Though appropriately warned, the international community was not ready to see this head of state, only the second in history behind Slobodan Milosevic, and the first African head of state to be indicted for war crimes at the international level, turned over to an international tribunal they created to prosecute those who bore the greatest responsibility for the atrocities that took place in Sierra Leone during the ten-year long civil war in the 1990’s. Scrambling, the United States, Great Britain, the United Nations, and Nigeria entered into an agreement to put Taylor aside in Calabar, Nigeria while a peace took hold in Liberia.

It has been two and a half years now since Taylor left Liberia, stripped of his political power by the indictment. He sits brooding, yet still meddling, in Nigeria. To date, despite tremendous international pressure, and a request by the new Liberian President, Ellen Johnson-Sirleaf to hand Taylor over to the Special Court for Sierra Leone, President Obasanjo of Nigeria has refused to do so, saying it is not time, that peace needs to take hold in Liberia before it can be done. Obasanjo is in violation of both international and Nigerian domestic law in holding Taylor. He continues to defy the international arrest warrant. He should be brought to task for this.
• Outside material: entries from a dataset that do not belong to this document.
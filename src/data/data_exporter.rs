use crate::data::datatable::{DataTable, DataValue};
use crate::filter::manager::{CombinationMode, FilterManager};
use anyhow::{Context, Result};
use csv::WriterBuilder;
use rust_xlsxwriter::{Color, Format, Workbook, Worksheet};
use serde_json::{Map, Value};
use std::collections::HashMap;
use std::fs::File;
use std::path::Path;
use tracing::{info, warn};

const MAX_COLUMN_WIDTH: usize = 50;

#[derive(Debug, Clone, Copy, PartialEq, Eq)]
pub enum ExportFormat {
    Csv,
    Tsv,
    Json,
    Xlsx,
}

impl ExportFormat {
    /// Format from the path extension; anything unrecognised becomes a workbook
    pub fn from_path(path: &Path) -> Self {
        match path
            .extension()
            .and_then(|e| e.to_str())
            .map(str::to_lowercase)
            .as_deref()
        {
            Some("csv") => ExportFormat::Csv,
            Some("tsv") => ExportFormat::Tsv,
            Some("json") => ExportFormat::Json,
            _ => ExportFormat::Xlsx,
        }
    }
}

/// How a workbook lays out rows
#[derive(Debug, Clone, Copy, PartialEq, Eq)]
pub enum SheetLayout {
    /// ALL, HIGHLIGHTED and UNHIGHLIGHTED sheets
    Split,
    /// One sheet named "Data"
    Single,
}

/// Highlighting context for a workbook export
#[derive(Debug, Clone, Copy)]
pub struct ExportOptions<'a> {
    pub layout: SheetLayout,
    /// Rules used for cell fills and, without a mask, for splitting rows
    pub filters: Option<&'a FilterManager>,
    pub mode: CombinationMode,
    /// Precomputed highlight mask, used instead of evaluating the rules
    pub mask: Option<&'a [bool]>,
}

impl Default for ExportOptions<'_> {
    fn default() -> Self {
        Self {
            layout: SheetLayout::Split,
            filters: None,
            mode: CombinationMode::All,
            mask: None,
        }
    }
}

/// Writes tables to CSV, TSV, JSON and formatted Excel workbooks
pub struct DataExporter;

impl DataExporter {
    /// Export by path extension, returning a message for the user
    pub fn export(table: &DataTable, path: &Path, options: &ExportOptions) -> Result<String> {
        let format = ExportFormat::from_path(path);
        match format {
            ExportFormat::Csv => Self::write_delimited(table, path, b',')?,
            ExportFormat::Tsv => Self::write_delimited(table, path, b'\t')?,
            ExportFormat::Json => Self::write_json(table, path)?,
            ExportFormat::Xlsx => Self::write_xlsx(table, path, options)?,
        }

        info!(
            target: "export",
            "Exported {} rows as {:?} to {}",
            table.row_count(),
            format,
            path.display()
        );
        Ok(format!(
            "✓ Exported {} rows to {}",
            table.row_count(),
            path.display()
        ))
    }

    pub fn write_delimited(table: &DataTable, path: &Path, delimiter: u8) -> Result<()> {
        let mut writer = WriterBuilder::new()
            .delimiter(delimiter)
            .from_path(path)
            .with_context(|| format!("Failed to create {}", path.display()))?;

        writer.write_record(table.column_names())?;
        for row in &table.rows {
            writer.write_record(row.values.iter().map(|v| v.to_string()))?;
        }
        writer.flush()?;
        Ok(())
    }

    /// Records array, one object per row keyed by column name
    pub fn write_json(table: &DataTable, path: &Path) -> Result<()> {
        let records: Vec<Value> = table
            .rows
            .iter()
            .map(|row| {
                let mut record = Map::new();
                for (column, value) in table.columns.iter().zip(&row.values) {
                    record.insert(column.name.clone(), value.to_json());
                }
                Value::Object(record)
            })
            .collect();

        let file =
            File::create(path).with_context(|| format!("Failed to create {}", path.display()))?;
        serde_json::to_writer_pretty(file, &records)?;
        Ok(())
    }

    /// Rows to place on the HIGHLIGHTED sheet
    ///
    /// A supplied mask wins; otherwise the rules are evaluated under the
    /// given mode, and with no rules nothing is highlighted.
    pub fn highlight_mask(table: &DataTable, options: &ExportOptions) -> Vec<bool> {
        let rows = table.row_count();
        if let Some(mask) = options.mask {
            if mask.len() == rows {
                return mask.to_vec();
            }
            warn!(
                target: "export",
                "Ignoring highlight mask of length {} for {} rows",
                mask.len(),
                rows
            );
            return vec![false; rows];
        }

        match options.filters {
            Some(filters) if filters.has_filters() => (0..rows)
                .map(|row| match options.mode {
                    CombinationMode::All => filters.matches_all_filters(table, row),
                    CombinationMode::Any => filters.matches_any_filter(table, row),
                })
                .collect(),
            _ => vec![false; rows],
        }
    }

    pub fn write_xlsx(table: &DataTable, path: &Path, options: &ExportOptions) -> Result<()> {
        let mut workbook = Workbook::new();
        let mut fills = FillCache::default();

        if table.is_empty() {
            write_sheet(&mut workbook, "ALL", table, &[], None, &mut fills)?;
        } else {
            let all: Vec<usize> = (0..table.row_count()).collect();
            match options.layout {
                SheetLayout::Single => {
                    write_sheet(&mut workbook, "Data", table, &all, options.filters, &mut fills)?;
                }
                SheetLayout::Split => {
                    let mask = Self::highlight_mask(table, options);
                    let (highlighted, unhighlighted): (Vec<usize>, Vec<usize>) =
                        all.iter().partition(|&&row| mask[row]);
                    write_sheet(&mut workbook, "ALL", table, &all, options.filters, &mut fills)?;
                    write_sheet(
                        &mut workbook,
                        "HIGHLIGHTED",
                        table,
                        &highlighted,
                        options.filters,
                        &mut fills,
                    )?;
                    write_sheet(
                        &mut workbook,
                        "UNHIGHLIGHTED",
                        table,
                        &unhighlighted,
                        options.filters,
                        &mut fills,
                    )?;
                }
            }
        }

        workbook
            .save(path)
            .with_context(|| format!("Failed to write workbook {}", path.display()))?;
        Ok(())
    }
}

#[derive(Default)]
struct FillCache {
    formats: HashMap<u32, Format>,
}

impl FillCache {
    fn get(&mut self, rgb: u32) -> &Format {
        self.formats
            .entry(rgb)
            .or_insert_with(|| Format::new().set_background_color(Color::RGB(rgb)))
    }
}

fn write_cell(
    sheet: &mut Worksheet,
    row: u32,
    col: u16,
    value: &DataValue,
    fill: Option<&Format>,
) -> Result<()> {
    match (value, fill) {
        (DataValue::Null, _) => {}
        (DataValue::Integer(i), None) => {
            sheet.write_number(row, col, *i as f64)?;
        }
        (DataValue::Integer(i), Some(format)) => {
            sheet.write_number_with_format(row, col, *i as f64, format)?;
        }
        (DataValue::Float(f), None) if f.is_finite() => {
            sheet.write_number(row, col, *f)?;
        }
        (DataValue::Float(f), Some(format)) if f.is_finite() => {
            sheet.write_number_with_format(row, col, *f, format)?;
        }
        (DataValue::Boolean(b), None) => {
            sheet.write_boolean(row, col, *b)?;
        }
        (DataValue::Boolean(b), Some(format)) => {
            sheet.write_boolean_with_format(row, col, *b, format)?;
        }
        (other, None) => {
            sheet.write_string(row, col, other.to_string())?;
        }
        (other, Some(format)) => {
            sheet.write_string_with_format(row, col, other.to_string(), format)?;
        }
    }
    Ok(())
}

fn write_sheet(
    workbook: &mut Workbook,
    name: &str,
    table: &DataTable,
    rows: &[usize],
    filters: Option<&FilterManager>,
    fills: &mut FillCache,
) -> Result<()> {
    let sheet = workbook.add_worksheet();
    sheet.set_name(name)?;

    let header_format = Format::new().set_bold();
    let mut widths: Vec<usize> = Vec::with_capacity(table.column_count());
    for (col, column) in table.columns.iter().enumerate() {
        sheet.write_string_with_format(0, col as u16, column.name.as_str(), &header_format)?;
        widths.push(column.name.chars().count());
    }

    for (out_row, &src_row) in rows.iter().enumerate() {
        let Some(row) = table.rows.get(src_row) else {
            continue;
        };
        for (col, value) in row.values.iter().enumerate() {
            let fill = filters
                .and_then(|f| f.get_color_for_cell(&table.columns[col].name, value))
                .map(|rgb| fills.get(rgb.as_u32()).clone());
            write_cell(sheet, out_row as u32 + 1, col as u16, value, fill.as_ref())?;
            if let Some(width) = widths.get_mut(col) {
                *width = (*width).max(value.to_string().chars().count());
            }
        }
    }

    for (col, width) in widths.iter().enumerate() {
        let width = (width + 2).min(MAX_COLUMN_WIDTH);
        sheet.set_column_width(col as u16, width as f64)?;
    }

    sheet.set_freeze_panes(1, 0)?;
    if !widths.is_empty() {
        sheet.autofilter(0, 0, rows.len() as u32, (widths.len() - 1) as u16)?;
    }
    Ok(())
}

#[cfg(test)]
mod tests {
    use super::*;
    use crate::filter::rule::{FilterRule, NumericOperator};
    use tempfile::TempDir;

    fn students() -> DataTable {
        DataTable::from_rows(
            "students",
            &["Name", "GPA"],
            vec![
                vec![DataValue::String("Ada".to_string()), DataValue::Float(3.6)],
                vec![DataValue::String("Ben, Jr.".to_string()), DataValue::Float(2.1)],
            ],
        )
        .unwrap()
    }

    #[test]
    fn test_format_from_extension() {
        assert_eq!(ExportFormat::from_path(Path::new("a.CSV")), ExportFormat::Csv);
        assert_eq!(ExportFormat::from_path(Path::new("a.tsv")), ExportFormat::Tsv);
        assert_eq!(ExportFormat::from_path(Path::new("a.json")), ExportFormat::Json);
        assert_eq!(ExportFormat::from_path(Path::new("a.xlsx")), ExportFormat::Xlsx);
        assert_eq!(ExportFormat::from_path(Path::new("export")), ExportFormat::Xlsx);
    }

    #[test]
    fn test_highlight_mask_sources() {
        let table = students();
        assert_eq!(
            DataExporter::highlight_mask(&table, &ExportOptions::default()),
            vec![false, false]
        );

        let mut filters = FilterManager::new();
        filters.add_filter(FilterRule::numeric("GPA", NumericOperator::GreaterOrEqual, 3.5));
        let options = ExportOptions {
            filters: Some(&filters),
            ..Default::default()
        };
        assert_eq!(DataExporter::highlight_mask(&table, &options), vec![true, false]);

        let mask = [false, true];
        let options = ExportOptions {
            filters: Some(&filters),
            mask: Some(&mask),
            ..Default::default()
        };
        assert_eq!(DataExporter::highlight_mask(&table, &options), vec![false, true]);

        let short = [true];
        let options = ExportOptions {
            mask: Some(&short),
            ..Default::default()
        };
        assert_eq!(DataExporter::highlight_mask(&table, &options), vec![false, false]);
    }

    #[test]
    fn test_csv_and_json_output() {
        let dir = TempDir::new().unwrap();
        let table = students();

        let csv_path = dir.path().join("out.csv");
        DataExporter::export(&table, &csv_path, &ExportOptions::default()).unwrap();
        let csv_text = std::fs::read_to_string(&csv_path).unwrap();
        assert_eq!(csv_text, "Name,GPA\nAda,3.6\n\"Ben, Jr.\",2.1\n");

        let json_path = dir.path().join("out.json");
        DataExporter::export(&table, &json_path, &ExportOptions::default()).unwrap();
        let json: Value =
            serde_json::from_str(&std::fs::read_to_string(&json_path).unwrap()).unwrap();
        assert_eq!(json[1]["Name"], "Ben, Jr.");
        assert_eq!(json[0]["GPA"], 3.6);
    }

    #[test]
    fn test_xlsx_written() {
        let dir = TempDir::new().unwrap();
        let path = dir.path().join("out.xlsx");
        let mut filters = FilterManager::new();
        filters.add_filter(FilterRule::numeric("GPA", NumericOperator::GreaterOrEqual, 3.5));
        let options = ExportOptions {
            filters: Some(&filters),
            ..Default::default()
        };

        DataExporter::export(&students(), &path, &options).unwrap();
        assert!(path.exists());

        let empty = dir.path().join("empty.xlsx");
        DataExporter::write_xlsx(&DataTable::new("none"), &empty, &options).unwrap();
        assert!(empty.exists());
    }
}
It is now time. There will be no peace in Liberia until Taylor is handed over to the tribunal in Freetown, Sierra Leone for a fair trial on the 17 count indictment. Taylor swore to the people of West Africa that he would be back, “God willing”. This statement sent a chill through all of us. We knew he meant it, and because of this statement a true peace in Liberia will never take hold; millions of US dollars will go for naught. Even a large peacekeeping force in Liberia will not be sufficient, as they will not be able to remain there forever. Taylor is young and patient. He knows us better than we know ourselves. He will wait and when the world has moved on to another crisis he will make his move and return to Monrovia, the capital. What will happen after that is too horrific to contemplate.

Taylor is well placed politically to return. He has meddled in the election process that saw President Johnson-Sirleaf elected as the first female president of any African state, by ensuring that he controls the legislature. Many leaders in that legislature are old Taylor cronies, some indictable war criminals. Even his wife has been elected a senator. Most politicians in Liberia are looking over their shoulders, as are business leaders and civil society, knowing that if they commit to the new president they could be jeopardizing their lives should Taylor return. An armed group in Taylor’s home county of Lofa stands ready, on Taylor’s orders, to move on Monrovia when the peacekeepers leave.

To end this possibility and fear in Liberia, Taylor needs to be handed over to the Special Court for Sierra Leone. It is that simple. By doing so he will be carved out of Liberian politics, his supporters no longer having a rallying point, and the new government can look forward, not back, to start solving Liberia’s massive internal problems.

Last week, while in the United States, Liberian President Johnson-Sirleaf did publicly acknowledge that Taylor needed to be handed over so that justice could run its course, and she called on Nigeria to do just that. Before a cheering joint session of Congress, she pledged that Liberia would be a democratic success in West Africa. Next week President Obasanjo will visit the United States. It is hoped by then he will have an announcement to make related to Taylor and his hand over. It is now time, President Obasanjo, time for justice to begin in West Africa.

David M. Crane is a distinguished visiting professor of law at Syracuse University College of Law and formerly the Chief Prosecutor of the Special Court for Sierra Leone.